L'illuminazione di base è stata realizzata per dare il maggior conforto visivo
contenendo al massimo i consumi energetici.
Si è cosė realizzato un impianto a luce riflessa, cioè indirizzando l'irraggiamento
verso il soffitto, ottenendo una buona diffusione luminosa, eliminando possibilità
di abbagliamento e raggi riflessi.
L'altare viene illuminato da riflettori, posti sull'anello metallico di sommità
della copertura che tendono a riprodurre lo stesso effetto dato dai raggi del sole
di giorno.
L'intero impianto, comprese le centrali tecnologiche, viene gestito dal quadro
generale che consente il controllo e il comando dell'impianto o porzione di esso.
Tutto l'impianto può essere gestito in maniera autonoma in forma computerizzata,
ottimizzando la quantità di luce (microparzializzazione dell'impianto) in funzione
delle persone presenti o della tipologia di attività svolta, la tipologia di
ambientazione in maniera predefinita, controllo e allarme di tutti i servizi vitali
e non, controllo costante dell'illuminazione di sicurezza e di emergenza.
Qualche curiosità:
L'impianto termico è realizzato a tutt'aria con canalizzazioni di mandata integrate a livello di pavimento e ripresa dalla scalinata del presbiterio.
I canali di invio sono posti parallelamente ai muri esterni ed hanno una lunghezza di circa 100 metri con dimensione trasversale di cm. 50 x 190.
Tale soluzione impiantistica garantisce una rapida messa a regime, con conseguente contenimento dei consumi energetici e funzionamento dell'impianto limitato agli effettivi momenti di utilizzo.
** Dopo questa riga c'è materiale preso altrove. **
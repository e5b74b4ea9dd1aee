// giftbot-core/src/services/giveaway/manager.rs

use std::sync::Arc;
use std::time::Duration;

use chrono::Utc;
use dashmap::DashMap;
use dashmap::mapref::entry::Entry;
use parking_lot::Mutex;
use rand::SeedableRng;
use rand::rngs::StdRng;
use tracing::{debug, info, warn};

use giftbot_common::models::{
    ActiveGiveaway, ChannelRef, DrawOutcome, EndedGiveaway, GiveawayKey, GiveawayStats, MessageRef,
    UserRef, ENTRY_REACTION,
};
use giftbot_common::traits::platform_traits::ChatPlatform;
use giftbot_common::traits::scheduler_traits::TimerScheduler;

use crate::Error;
use crate::services::giveaway::duration::{format_duration, parse_duration};
use crate::services::giveaway::participants::filter_participants;
use crate::services::giveaway::render::GiveawayRenderer;
use crate::services::giveaway::selector::select_winners;

/// Owns every giveaway the process knows about.
///
/// A key lives in `active` until it is ended, then in `ended` forever. The
/// two maps are only touched in short critical sections that never span an
/// `.await`; in particular `end` removes the active record before it talks
/// to the platform, so a timer and a manual end racing on the same key
/// cannot both process it.
///
/// Ended giveaways are never evicted; memory grows with the number of
/// giveaways run since startup.
pub struct GiveawayManager {
    chat: Arc<dyn ChatPlatform>,
    scheduler: Arc<dyn TimerScheduler>,
    renderer: GiveawayRenderer,
    active: DashMap<GiveawayKey, ActiveGiveaway>,
    ended: DashMap<GiveawayKey, EndedGiveaway>,
    rng: Mutex<StdRng>,
}

impl GiveawayManager {
    pub fn new(
        chat: Arc<dyn ChatPlatform>,
        scheduler: Arc<dyn TimerScheduler>,
        renderer: GiveawayRenderer,
    ) -> Self {
        Self::with_rng(chat, scheduler, renderer, StdRng::from_os_rng())
    }

    /// Same as `new` but with a caller-supplied random source, e.g. a seeded one.
    pub fn with_rng(
        chat: Arc<dyn ChatPlatform>,
        scheduler: Arc<dyn TimerScheduler>,
        renderer: GiveawayRenderer,
        rng: StdRng,
    ) -> Self {
        Self {
            chat,
            scheduler,
            renderer,
            active: DashMap::new(),
            ended: DashMap::new(),
            rng: Mutex::new(rng),
        }
    }

    pub fn renderer(&self) -> &GiveawayRenderer {
        &self.renderer
    }

    pub fn chat(&self) -> &Arc<dyn ChatPlatform> {
        &self.chat
    }

    /// Posts the entry message, seeds the entry reaction and arms the timer.
    /// Nothing is recorded unless every step succeeds.
    pub async fn create(
        &self,
        channel: ChannelRef,
        duration_text: &str,
        prize: &str,
        winner_count: u32,
    ) -> Result<GiveawayKey, Error> {
        let duration_ms = parse_duration(duration_text)?;
        if duration_ms == 0 {
            return Err(Error::InvalidArgument(
                "The giveaway duration must be longer than zero.".into(),
            ));
        }
        if winner_count == 0 {
            return Err(Error::InvalidArgument(
                "Please specify a valid number of winners.".into(),
            ));
        }
        let prize = prize.trim();
        if prize.is_empty() {
            return Err(Error::InvalidArgument("Please specify a prize.".into()));
        }

        let content = self
            .renderer
            .entry(prize, &format_duration(duration_ms), winner_count);
        let entry_message = self.chat.post_message(channel, &content).await?;
        self.chat.add_reaction(entry_message, ENTRY_REACTION).await?;

        let key = GiveawayKey::from(entry_message);
        match self.active.entry(key) {
            Entry::Occupied(_) => {
                return Err(Error::InvalidArgument(format!(
                    "A giveaway is already running on message {key}."
                )));
            }
            Entry::Vacant(slot) => {
                // Armed while the slot is locked, so an early fire cannot
                // observe the key before the record exists.
                let timer = self
                    .scheduler
                    .schedule(key, Duration::from_millis(duration_ms));
                slot.insert(ActiveGiveaway {
                    key,
                    channel,
                    prize: prize.to_string(),
                    winner_count,
                    timer,
                });
            }
        }

        info!(
            "Giveaway {key} started in channel {channel}: prize='{prize}', winners={winner_count}, duration={}",
            format_duration(duration_ms)
        );
        Ok(key)
    }

    /// Ends an active giveaway: draws winners, announces them and moves the
    /// record to the ended collection.
    pub async fn end(&self, key: GiveawayKey) -> Result<DrawOutcome, Error> {
        let Some((_, giveaway)) = self.active.remove(&key) else {
            return Err(Error::NotFound(
                "Could not find an active giveaway with that ID.".into(),
            ));
        };
        giveaway.timer.cancel();

        let entry_message = MessageRef::new(giveaway.channel, key.0);
        let winners = match self.draw(entry_message, giveaway.winner_count).await {
            Ok(winners) => winners,
            Err(e) if e.is_not_found() => {
                warn!("Giveaway {key}: entry message is gone, dropping it without a draw");
                return Err(Error::NotFound(
                    "Could not find an active giveaway with that ID.".into(),
                ));
            }
            Err(e) => {
                warn!("Giveaway {key}: failed to collect entrants => {e:?}");
                return Err(e);
            }
        };

        let content = self.renderer.ended(&giveaway.prize, &winners);
        let announcement = self.chat.post_message(giveaway.channel, &content).await?;

        self.ended.insert(
            key,
            EndedGiveaway {
                key,
                channel: giveaway.channel,
                prize: giveaway.prize.clone(),
                winner_count: giveaway.winner_count,
                ended_at: Utc::now(),
                announcement,
                winners: winners.clone(),
            },
        );

        info!("Giveaway {key} ended with {} winner(s)", winners.len());
        Ok(DrawOutcome {
            key,
            prize: giveaway.prize,
            winners,
        })
    }

    /// Draws a fresh set of winners for an ended giveaway from whoever is
    /// reacting to its entry message right now.
    pub async fn reroll(&self, key: GiveawayKey) -> Result<DrawOutcome, Error> {
        let (channel, prize, winner_count, announcement) = match self.ended.get(&key) {
            Some(record) => (
                record.channel,
                record.prize.clone(),
                record.winner_count,
                record.announcement,
            ),
            None => {
                return Err(Error::NotFound(
                    "Could not find an ended giveaway with that ID.".into(),
                ));
            }
        };

        let entry_message = MessageRef::new(channel, key.0);
        let winners = self
            .draw(entry_message, winner_count)
            .await
            .map_err(|e| match e {
                Error::NotFound(_) => {
                    Error::NotFound("Could not find an ended giveaway with that ID.".into())
                }
                other => other,
            })?;

        let content = self.renderer.rerolled(&prize, &winners);
        let announcement = match self.chat.edit_message(announcement, &content).await {
            Ok(()) => announcement,
            Err(e) if e.is_not_found() => {
                debug!("Giveaway {key}: announcement is gone, posting a new one");
                self.chat.post_message(channel, &content).await?
            }
            Err(e) => return Err(e),
        };

        if let Some(mut record) = self.ended.get_mut(&key) {
            record.announcement = announcement;
            record.winners = winners.clone();
        }

        info!("Giveaway {key} rerolled with {} winner(s)", winners.len());
        Ok(DrawOutcome { key, prize, winners })
    }

    pub fn stats(&self) -> GiveawayStats {
        GiveawayStats {
            active_count: self.active.len(),
            ended_count: self.ended.len(),
        }
    }

    pub fn is_active(&self, key: GiveawayKey) -> bool {
        self.active.contains_key(&key)
    }

    pub fn ended_giveaway(&self, key: GiveawayKey) -> Option<EndedGiveaway> {
        self.ended.get(&key).map(|record| record.clone())
    }

    /// Cancels every armed timer. Active giveaways are kept in memory but
    /// will no longer end on their own; they are lost with the process.
    pub fn shutdown(&self) {
        let mut cancelled = 0usize;
        for record in self.active.iter() {
            record.timer.cancel();
            cancelled += 1;
        }
        if cancelled > 0 {
            warn!("Shutting down with {cancelled} active giveaway(s); their timers were cancelled");
        }
    }

    async fn draw(&self, entry_message: MessageRef, winner_count: u32) -> Result<Vec<UserRef>, Error> {
        let reacting = self
            .chat
            .fetch_reacting_identities(entry_message, ENTRY_REACTION)
            .await?;
        let pool = filter_participants(&reacting, |user| self.chat.is_bot_identity(user));
        debug!(
            "Message {}: {} reaction(s), {} eligible participant(s)",
            entry_message.message_id,
            reacting.len(),
            pool.len()
        );

        let mut rng = self.rng.lock();
        Ok(select_winners(&pool, winner_count as usize, &mut *rng))
    }
}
Qualche dato sull'impianto:
Problemi dovuti a forti riverberazioni e echi, provocati dal marmo della
pavimentazione, perchè molto riflettente, sono stati risolti attuando tutta una
serie di scelte, accorgimenti e di posizionamenti dalle casse di ascolto con un
ottimo risultato.
E' un RAK di comando, composto da mixer ed amplificatori, a regolare la diffusione
del suono, nei diversi settori, secondo le varie esigenze delle celebrazioni
religiose.
Una serie di microfoni (ad alta percentuale di ricezione di voce) sono stati
posizionati sul Presbiterio.
E' operante, all'occorrenza, anche un radiomicrofono e un tape per la
registrazione.
Per il coro sono quattro i microfoni, di elevata risposta dinamica con
miscelazione indipendente, che coprono l'intero settore.
La diffusione del suono è affidata a casse, installate in posizione perimetrale
con struttura a curva, per ottenere una buona pressione acustica, in ogni zona.
Sono alimentate da due amplificatori finali: uno per la parte centrale e l'altro
che copre la zona ingresso dell'aula maggiore.
La Cappella ha un impianto autonomo con due microfoni e finale a quattro casse.
L'impianto che regola il suono delle campane è composto da un computer di comando a programmi e le campane sono azionate da meccanismi del computer medesimo.